Meningiomas are treated with surgery and in some cases radiation, but there are few other effective therapies, and even with optimal therapy, recurrences are common: About half of all patients with intermediate (grade 2) meningiomas will have a recurrence within 5 years of treatment, and 90% of patients with the most advanced (grade 3) meningiomas will experience recurrences within 5 years.

Only about half of all patients with recurrent aggressive grade 2 meningiomas and none with grade 3 disease can be expected to survive for 10 years.

But as Priscilla Brastianos, MD, from the Mass General Cancer Center and Harvard Medical School (HMS) and colleagues now report, a class of cancer drugs known as immune checkpoint inhibitors can slow disease progression and offer hope for longer survival of patients with high-grade meningiomas.

They report their findings in the open-access journal Nature Communications.

“In the past our understanding of the molecular underpinnings of meningiomas has been limited, and it has only been within the last few years that we have begun to understand the immune microenvironment of meningiomas,” says Brastianos.

Recent studies have suggested that the tumor microenvironment – the environment around a tumor that includes blood vessels, immune cells and chemical signals – may suppress immune responses to meningiomas. Immune checkpoint inhibitors such as pembrolizumab block PD-1, a protein that prevents the immune system from mounting a defense against tumors.

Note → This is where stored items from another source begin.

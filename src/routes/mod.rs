mod health_check;
mod home;
mod login;
mod logout;
mod send_email;
mod setup;

pub use health_check::*;
pub use home::*;
pub use login::*;
pub use logout::*;
pub use send_email::*;
pub use setup::*;
pub mod async_helpers;
pub mod authentication;
pub mod configuration;
pub mod domain;
pub mod email_client;
mod error_handling;
pub mod routes;
pub mod routing_helpers;
pub mod session_state;
pub mod startup;
pub mod telemetry;
pub mod views;
//! Health check endpoint.

use axum::extract::State;
use axum::Json;
use serde::Serialize;

use crate::state::AppState;

#[derive(Serialize)]
pub struct Health {
    pub status: String,
    pub active_sessions: usize,
}

/// Health check endpoint.
pub async fn health(State(state): State<AppState>) -> Json<Health> {
    Json(Health {
        status: "ok".to_string(),
        active_sessions: state.sessions.len().await,
    })
}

The drug effectively releases the brakes on the immune system, allowing it to accomplish its tumor-identifying and destroying functions.

To see whether immunotherapy could be effective in patients with high-grade meningiomas, Brastianos and colleagues conducted a phase 2 trial in which they treated 25 patients with recurrent and progressive grade 2 or 3 meningiomas with the immune checkpoint inhibitor pembrolizumab (Keytruda). 

The trial met its primary goal, with nearly half of all patients alive and without evidence of disease progression for at least 6 months. Half of the patients were still alive 20 months after treatment.

Side effects of therapy were similar to those seen in other studies of pembrolizumab and were manageable.

“Our study shows that it’s both practical to conduct clinical trials for meningiomas – a disease for which there have been very few studies – and that pembrolizumab has promising activity against meningiomas, and needs to be studied further in larger groups of patients,” says Brastianos.

Study co-authors included investigators from Massachusetts General Hospital, Harvard Medical School, Brigham and Women’s Hospital and the Dana-Farber Cancer Institute (Boston); the Chenevert Family Brain Tumor Center, Smilow Cancer Hospital and Yale Cancer Center and Yale School of Medicine (New Haven, CT); and Wilmot Cancer at the University of Rochester (NY).

Study funding was provided by Merck, the maker of pembrolizumab, and philanthropic support from Alexandra Drane, Doug Drane and Antonio Bertone.

About the Massachusetts General Hospital
Massachusetts General Hospital, founded in 1811, is the original and largest teaching hospital of Harvard Medical School. The Mass General Research Institute conducts the largest hospital-based research program in the nation, with annual research operations of more than $1 billion and comprises more than 9,500 researchers working across more than 30 institutes, centers and departments. In August 2021, Mass General was named #5 in the U.S. News & World Report list of “America’s Best Hospitals.”